I first discovered StencilGirl® stencils, and Mary Beth Shaw, in an online class last year. I’d been stuck in a bit of a creative rut, but I can honestly say that Mary Beth’s way of working has reinvigorated me! I’ve been art journaling for over a decade, and amassed an array of art journals – all mostly empty. But the Strathmore journal I bought for that class in November is now just one page away from being finished. I keep flipping through it and marveling at how productive I’ve become!
I’ve learned that it’s OK to start off without a clue of where something is going to go. Better to just get stuck in, than never to have started at all. And that was the case with this project.
My starting point was a picture of some banisters, torn from a book on English country houses. It has my favourite colour combination (aqua, sand, cream) plus a strong repeated pattern that I thought could be echoed in the wider piece. I picked out stencils that I knew contained similar elements. Beyond that, I didn’t really have any idea about style, or meaning, or composition.

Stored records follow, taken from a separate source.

//! Straight line segment.

use super::{InteractionFlags, SerializableColor, ShapeId, ShapeStyle, ShapeTrait, point_to_segment_dist};
use kurbo::{Affine, BezPath, Point, Rect};
use serde::{Deserialize, Serialize};
use uuid::Uuid;

/// A line segment between two points.
#[derive(Debug, Clone, PartialEq, Serialize, Deserialize)]
pub struct Line {
    pub(crate) id: ShapeId,
    pub start: Point,
    pub end: Point,
    pub style: ShapeStyle,
    #[serde(default)]
    pub flags: InteractionFlags,
}

impl Line {
    pub fn new(start: Point, end: Point) -> Self {
        Self {
            id: Uuid::new_v4(),
            start,
            end,
            style: ShapeStyle::default(),
            flags: InteractionFlags::default(),
        }
    }

    /// The toolbar's default line: (60, 60) to (200, 200), 4px indigo.
    pub fn default_shape() -> Self {
        let mut line = Self::new(Point::new(60.0, 60.0), Point::new(200.0, 200.0));
        line.style = ShapeStyle::new(SerializableColor::new(0x63, 0x66, 0xf1, 255), 4.0, None);
        line
    }

    pub fn length(&self) -> f64 {
        (self.end - self.start).hypot()
    }
}

impl ShapeTrait for Line {
    fn id(&self) -> ShapeId {
        self.id
    }

    fn bounds(&self) -> Rect {
        Rect::from_points(self.start, self.end)
    }

    fn hit_test(&self, point: Point, tolerance: f64) -> bool {
        point_to_segment_dist(point, self.start, self.end) <= tolerance + self.style.stroke_width / 2.0
    }

    fn to_path(&self) -> BezPath {
        let mut path = BezPath::new();
        path.move_to(self.start);
        path.line_to(self.end);
        path
    }

    fn style(&self) -> &ShapeStyle {
        &self.style
    }

    fn style_mut(&mut self) -> &mut ShapeStyle {
        &mut self.style
    }

    fn transform(&mut self, affine: Affine) {
        self.start = affine * self.start;
        self.end = affine * self.end;
    }
}

#[cfg(test)]
mod tests {
    use super::*;

    #[test]
    fn test_hit_test() {
        let line = Line::default_shape();
        assert!(line.hit_test(Point::new(130.0, 130.0), 0.0));
        assert!(!line.hit_test(Point::new(130.0, 60.0), 2.0));
    }

    #[test]
    fn test_translate() {
        let mut line = Line::new(Point::new(0.0, 0.0), Point::new(10.0, 0.0));
        line.transform(Affine::translate((20.0, 20.0)));
        assert_eq!(line.start, Point::new(20.0, 20.0));
        assert!((line.length() - 10.0).abs() < f64::EPSILON);
    }
}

StencilGirl® stencils used:
I took an 9x12 inch wooden artist’s panel and sealed it with white gesso. Then I placed some collage pieces – vintage book pages (“Wendy and Jinx and the Missing Scientist.” How thrilling!) and needlepoint canvas offcuts - around the edges, to create texture.
When I came to glue the needlepoint canvas down with gel medium, I lifted the first piece to move it, and found that I liked the dimpled texture the gel medium left behind. So I decided to use the canvas as a stencil for the gel medium, rather than stick it down.

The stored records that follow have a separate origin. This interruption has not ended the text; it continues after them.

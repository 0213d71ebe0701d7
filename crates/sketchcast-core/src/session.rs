//! Application session: the signed-in user and the open workspace, injected where needed.

use crate::transport::BoxFuture;
use serde::{Deserialize, Serialize};
use std::cell::RefCell;
use std::rc::Rc;
use thiserror::Error;

#[derive(Debug, Error)]
pub enum SessionError {
    #[error("Not signed in")]
    NotSignedIn,
    #[error("Serialization error: {0}")]
    Serialization(String),
    #[error("Credential storage error: {0}")]
    Storage(String),
}

pub type SessionResult<T> = Result<T, SessionError>;

/// The authenticated user.
#[derive(Debug, Clone, PartialEq, Serialize, Deserialize)]
pub struct UserIdentity {
    pub id: String,
    pub email: Option<String>,
    #[serde(default)]
    pub onboarded: bool,
}

/// The workspace record fields the canvas and streaming code read.
#[derive(Debug, Clone, Default, PartialEq, Serialize, Deserialize)]
#[serde(default)]
pub struct Workspace {
    pub id: String,
    pub name: String,
    pub whip_url: Option<String>,
    pub stream_id: Option<String>,
    pub output_playback_id: Option<String>,
}

impl Workspace {
    pub fn whip_url(&self) -> Option<&str> {
        self.whip_url.as_deref().filter(|u| !u.trim().is_empty())
    }

    pub fn stream_id(&self) -> Option<&str> {
        self.stream_id.as_deref().filter(|s| !s.is_empty())
    }

    pub fn playback_id(&self) -> Option<&str> {
        self.output_playback_id.as_deref().filter(|s| !s.is_empty())
    }
}

/// Persists the signed-in identity between page loads.
pub trait CredentialStore {
    fn load(&self) -> BoxFuture<'_, SessionResult<Option<String>>>;
    fn save(&self, credentials: &str) -> BoxFuture<'_, SessionResult<()>>;
    fn clear(&self) -> BoxFuture<'_, SessionResult<()>>;
}

/// In-memory credential store for tests and native tools.
#[derive(Default)]
pub struct MemoryCredentialStore {
    value: RefCell<Option<String>>,
}

impl MemoryCredentialStore {
    pub fn new() -> Self {
        Self::default()
    }
}

impl CredentialStore for MemoryCredentialStore {
    fn load(&self) -> BoxFuture<'_, SessionResult<Option<String>>> {
        Box::pin(async move { Ok(self.value.borrow().clone()) })
    }

    fn save(&self, credentials: &str) -> BoxFuture<'_, SessionResult<()>> {
        let credentials = credentials.to_string();
        Box::pin(async move {
            *self.value.borrow_mut() = Some(credentials);
            Ok(())
        })
    }

    fn clear(&self) -> BoxFuture<'_, SessionResult<()>> {
        Box::pin(async move {
            self.value.borrow_mut().take();
            Ok(())
        })
    }
}

/// Explicit session context: initialised from stored credentials, ended by sign-out.
pub struct AppSession<S: CredentialStore> {
    store: Rc<S>,
    user: Option<UserIdentity>,
    workspace: Option<Workspace>,
}

impl<S: CredentialStore> AppSession<S> {
    pub fn new(store: Rc<S>) -> Self {
        Self {
            store,
            user: None,
            workspace: None,
        }
    }

    /// Restore the user from the credential store.
    ///
    /// Unreadable stored credentials are discarded and the session starts signed out.
    pub async fn initialize(&mut self) -> SessionResult<Option<&UserIdentity>> {
        let stored = self.store.load().await?;
        self.user = match stored {
            Some(json) => match serde_json::from_str::<UserIdentity>(&json) {
                Ok(user) => {
                    log::info!("Restored session for user {}", user.id);
                    Some(user)
                }
                Err(e) => {
                    log::warn!("Discarding unreadable stored credentials: {}", e);
                    self.store.clear().await?;
                    None
                }
            },
            None => None,
        };
        Ok(self.user.as_ref())
    }

    pub async fn sign_in(&mut self, user: UserIdentity) -> SessionResult<()> {
        let json =
            serde_json::to_string(&user).map_err(|e| SessionError::Serialization(e.to_string()))?;
        self.store.save(&json).await?;
        log::info!("Signed in as {}", user.id);
        self.user = Some(user);
        Ok(())
    }

    /// Clear the stored credentials and the open workspace.
    pub async fn sign_out(&mut self) -> SessionResult<()> {
        self.user = None;
        self.workspace = None;
        self.store.clear().await?;
        log::info!("Signed out");
        Ok(())
    }

    pub fn user(&self) -> Option<&UserIdentity> {
        self.user.as_ref()
    }

    pub fn is_signed_in(&self) -> bool {
        self.user.is_some()
    }

    pub fn require_user(&self) -> SessionResult<&UserIdentity> {
        self.user.as_ref().ok_or(SessionError::NotSignedIn)
    }

    pub fn open_workspace(&mut self, workspace: Workspace) -> SessionResult<&Workspace> {
        self.require_user()?;
        log::debug!("Opened workspace {} ({})", workspace.id, workspace.name);
        Ok(self.workspace.insert(workspace))
    }

    pub fn close_workspace(&mut self) -> Option<Workspace> {
        self.workspace.take()
    }

    pub fn workspace(&self) -> Option<&Workspace> {
        self.workspace.as_ref()
    }
}

#[cfg(test)]
mod tests {
    use super::*;
    use std::future::Future;

    fn block_on<F: Future>(f: F) -> F::Output {
        use std::task::{Context, Poll, RawWaker, RawWakerVTable, Waker};

        fn dummy_raw_waker() -> RawWaker {
            fn no_op(_: *const ()) {}
            fn clone(_: *const ()) -> RawWaker {
                dummy_raw_waker()
            }
            static VTABLE: RawWakerVTable = RawWakerVTable::new(clone, no_op, no_op, no_op);
            RawWaker::new(std::ptr::null(), &VTABLE)
        }

        let waker = unsafe { Waker::from_raw(dummy_raw_waker()) };
        let mut cx = Context::from_waker(&waker);
        let mut f = std::pin::pin!(f);
        loop {
            if let Poll::Ready(result) = f.as_mut().poll(&mut cx) {
                return result;
            }
        }
    }

    fn user() -> UserIdentity {
        UserIdentity {
            id: "u1".into(),
            email: Some("a@b.c".into()),
            onboarded: true,
        }
    }

    #[test]
    fn test_restore_from_store() {
        let store = Rc::new(MemoryCredentialStore::new());
        let mut first = AppSession::new(store.clone());
        block_on(first.sign_in(user())).unwrap();

        let mut second = AppSession::new(store.clone());
        let restored = block_on(second.initialize()).unwrap().cloned();
        assert_eq!(restored, Some(user()));
    }

    #[test]
    fn test_sign_out_clears_everything() {
        let store = Rc::new(MemoryCredentialStore::new());
        let mut session = AppSession::new(store.clone());
        assert!(matches!(
            session.open_workspace(Workspace::default()),
            Err(SessionError::NotSignedIn)
        ));
        block_on(session.sign_in(user())).unwrap();
        session.open_workspace(Workspace::default()).unwrap();
        block_on(session.sign_out()).unwrap();
        assert!(!session.is_signed_in());
        assert!(session.workspace().is_none());
        assert_eq!(block_on(store.load()).unwrap(), None);
    }

    #[test]
    fn test_corrupt_credentials_discarded() {
        let store = Rc::new(MemoryCredentialStore::new());
        block_on(store.save("{not json")).unwrap();
        let mut session = AppSession::new(store.clone());
        assert!(block_on(session.initialize()).unwrap().is_none());
        assert_eq!(block_on(store.load()).unwrap(), None);
    }

    #[test]
    fn test_workspace_fields() {
        let ws: Workspace = serde_json::from_str(
            r#"{"id":"w1","name":"Demo","whip_url":"  ","stream_id":"s1","createdAt":123}"#,
        )
        .unwrap();
        assert_eq!(ws.whip_url(), None);
        assert_eq!(ws.stream_id(), Some("s1"));
        assert_eq!(ws.playback_id(), None);
    }
}
impl<B: MediaBackend, H: HttpTransport> WhipSession<B, H> {
    pub fn new(backend: B, http: H, config: StreamConfig) -> Self {
        Self {
            backend,
            http,
            config,
            state: Cell::new(StreamState::Idle),
            generation: Cell::new(0),
            resources: RefCell::new(Resources::default()),
        }
    }

    pub fn config(&self) -> &StreamConfig {
        &self.config
    }

    pub fn state(&self) -> StreamState {
        self.state.get()
    }

    pub fn is_live(&self) -> bool {
        self.state.get() == StreamState::Live
    }

    /// Starting or live.
    pub fn is_active(&self) -> bool {
        matches!(self.state.get(), StreamState::Starting | StreamState::Live)
    }

    /// Remote resource to DELETE on teardown, if the server returned one.
    pub fn resource_url(&self) -> Option<String> {
        self.resources.borrow().resource_url.clone()
    }

    /// Number of local tracks currently held.
    pub fn track_count(&self) -> usize {
        self.resources.borrow().tracks.len()
    }

    /// Start publishing. Refused while another start or a live stream exists.
    pub async fn start(&self, whip_url: Option<&str>, has_content: bool) -> Result<(), StreamError> {
        match self.state.get() {
            StreamState::Starting | StreamState::Live => return Err(StreamError::AlreadyActive),
            StreamState::Stopping => return Err(StreamError::Stopping),
            StreamState::Idle => {}
        }
        let whip_url = whip_url
            .map(str::trim)
            .filter(|u| !u.is_empty())
            .ok_or(StreamError::NotConfigured)?;
        if !has_content {
            return Err(StreamError::NoContent);
        }

        let generation = self.generation.get() + 1;
        self.generation.set(generation);
        self.state.set(StreamState::Starting);
        log::info!("Starting WHIP stream to {}", whip_url);

        match self.negotiate(whip_url, generation).await {
            Ok(()) => {
                self.state.set(StreamState::Live);
                log::info!("WHIP stream live");
                Ok(())
            }
            Err(StreamError::Cancelled) => {
                log::info!("WHIP start cancelled by stop()");
                Err(StreamError::Cancelled)
            }
            Err(e) => {
                log::error!("WHIP start failed: {}", e);
                if self.generation.get() == generation {
                    self.teardown().await;
                }
                Err(e)
            }
        }
    }

    /// Stop publishing. Safe to call in any state; a no-op when idle.
    pub async fn stop(&self) {
        match self.state.get() {
            StreamState::Idle | StreamState::Stopping => {
                log::debug!("stop() ignored in state {:?}", self.state.get());
                return;
            }
            StreamState::Starting => log::info!("Cancelling WHIP start"),
            StreamState::Live => log::info!("Stopping WHIP stream"),
        }
        self.generation.set(self.generation.get() + 1);
        self.teardown().await;
    }

    fn check(&self, generation: u64) -> Result<(), StreamError> {
        if self.generation.get() == generation {
            Ok(())
        } else {
            Err(StreamError::Cancelled)
        }
    }

    fn with_peer<R>(&self, f: impl FnOnce(&B::Peer) -> R) -> Result<R, StreamError> {
        let resources = self.resources.borrow();
        let peer = resources
            .peer
            .as_ref()
            .ok_or_else(|| StreamError::Peer("connection already closed".to_string()))?;
        Ok(f(peer))
    }

    async fn negotiate(&self, whip_url: &str, generation: u64) -> Result<(), StreamError> {
        let mut tracks = self.backend.capture_surface(self.config.fps)?;
        if tracks.is_empty() {
            return Err(StreamError::Capture("capture produced no tracks".to_string()));
        }
        self.resources.borrow_mut().tracks.extend(tracks.iter().cloned());

        if self.config.silent_audio {
            match self.backend.silent_audio() {
                Ok(audio) => {
                    let track = audio.track();
                    tracks.push(track.clone());
                    let mut resources = self.resources.borrow_mut();
                    resources.tracks.push(track);
                    resources.audio = Some(audio);
                }
                Err(e) => log::warn!("Publishing without audio: {}", e),
            }
        }

        let peer = self.backend.create_peer()?;
        self.resources.borrow_mut().peer = Some(peer);

        let offer = self.with_peer(|peer| {
            for track in &tracks {
                peer.add_track(track)?;
            }
            if self.config.data_channel {
                if let Err(e) = peer.create_data_channel(StreamConfig::DATA_CHANNEL_LABEL) {
                    log::warn!("Data channel unavailable: {}", e);
                }
            }
            Ok::<_, StreamError>(peer.create_offer())
        })??;
        let offer = offer.await;
        self.check(generation)?;
        let offer = offer?;

        let local = self.with_peer(|peer| peer.set_local_description(&offer))?.await;
        self.check(generation)?;
        local?;

        log::debug!("POST offer ({} bytes) to {}", offer.len(), whip_url);
        let response = self
            .http
            .send(HttpRequest::post(whip_url, SDP_CONTENT_TYPE, offer))
            .await;
        let location = response
            .as_ref()
            .ok()
            .filter(|r| r.is_success())
            .and_then(|r| r.header("Location"))
            .and_then(|loc| resolve_resource_url(whip_url, loc));
        if self.check(generation).is_err() {
            // The server created a resource nobody will tear down
            if let Some(url) = location {
                self.release_remote(&url).await;
            }
            return Err(StreamError::Cancelled);
        }
        let response = response?;
        if !response.is_success() {
            return Err(StreamError::Rejected {
                status: response.status,
                status_text: response.status_text,
            });
        }
        if location.is_none() {
            log::debug!("WHIP response had no usable Location header");
        }
        self.resources.borrow_mut().resource_url = location;

        let answer = response.body;
        if answer.trim().is_empty() {
            return Err(StreamError::EmptyAnswer);
        }
        let remote = self.with_peer(|peer| peer.set_remote_description(&answer))?.await;
        self.check(generation)?;
        remote
    }

    /// Release everything. Each step runs even if the previous one failed.
    async fn teardown(&self) {
        self.state.set(StreamState::Stopping);
        let resources = std::mem::take(&mut *self.resources.borrow_mut());

        if let Some(url) = &resources.resource_url {
            self.release_remote(url).await;
        }
        if let Some(peer) = &resources.peer {
            if let Err(e) = peer.stop_senders() {
                log::warn!("Failed to stop senders: {}", e);
            }
            if let Err(e) = peer.close() {
                log::warn!("Failed to close peer connection: {}", e);
            }
        }
        for track in &resources.tracks {
            if let Err(e) = track.stop() {
                log::warn!("Failed to stop {:?} track: {}", track.kind(), e);
            }
        }
        if let Some(audio) = &resources.audio {
            if let Err(e) = audio.close() {
                log::warn!("Failed to close silent audio: {}", e);
            }
        }

        self.state.set(StreamState::Idle);
        log::info!("WHIP stream stopped");
    }

    async fn release_remote(&self, url: &str) {
        match self.http.send(HttpRequest::delete(url)).await {
            Ok(response) if response.is_success() => log::debug!("Released WHIP resource {}", url),
            Ok(response) => log::warn!(
                "WHIP DELETE {} returned {} {}",
                url,
                response.status,
                response.status_text
            ),
            Err(e) => log::warn!("WHIP DELETE {} failed: {}", url, e),
        }
    }
}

I placed the Illegible Stencil over the bottom left section of the panel and sponged Cosmic Shimmer Prussian Blue paint through it. When dry, I painted Fresco Finish paint in Heavy Cream over it, to knock it back into the background. I also painted it in random points over the rest of the panel, and blended in some Mermaid, using my fingers. I find Fresco Finish paints blend really well with fingers, and it’s one less brush to wash!
To echo some of the spindles of the banisters, I used the Open Buildings stencil like a stamp. I dipped a marine Scribble Stick in water and applied it direct to a section of the stencil which has a bar-like pattern. Then I placed the stencil where I wanted the pattern to transfer and carefully pressed down. I did this a few times, to get a repeat pattern. I concentrated mostly on the lower right section of the panel, as I felt this was where the focus of the piece was developing. To balance it out, I decided to leave the top right quadrant as white space.
Next, I took the Opera House Empress stencil and sponged black paint through parts of the roof sections, to frame the photo. I also picked out a window and a statue from it, to create the linear element on the far right. When finished, my sponge had very little paint on it, so I lightly swiped it across some of the textured points on the panel, and also round the edges. Then I warmed things up a bit with some Golden Quinacridone Nickel Azo Gold which I watered down a bit and dabbed in points around the picture and in other areas.
Next, I placed the Sidewalk of Puerto Rico stencil over the left side of the panel and drew through it with the Stabilo All pencil in black, and a few strokes in yellow.
I removed the stencil and spritzed water on it. The Stabilo All pencil is water soluble, so the pigment moves around in really interesting ways. Once dry, I repeated it, taking the pattern to the top left of the panel.
Finally, I applied a couple of old rub on transfers from my stash – some text and an architectural pillar. I also applied some thin lines of Izink Ice in gold to accent parts of the picture and the statue & window. To finish, I added the word Missing!, a chapter title from the vintage book pages, and swiped round the sides of the panel with some black paint, to create definition.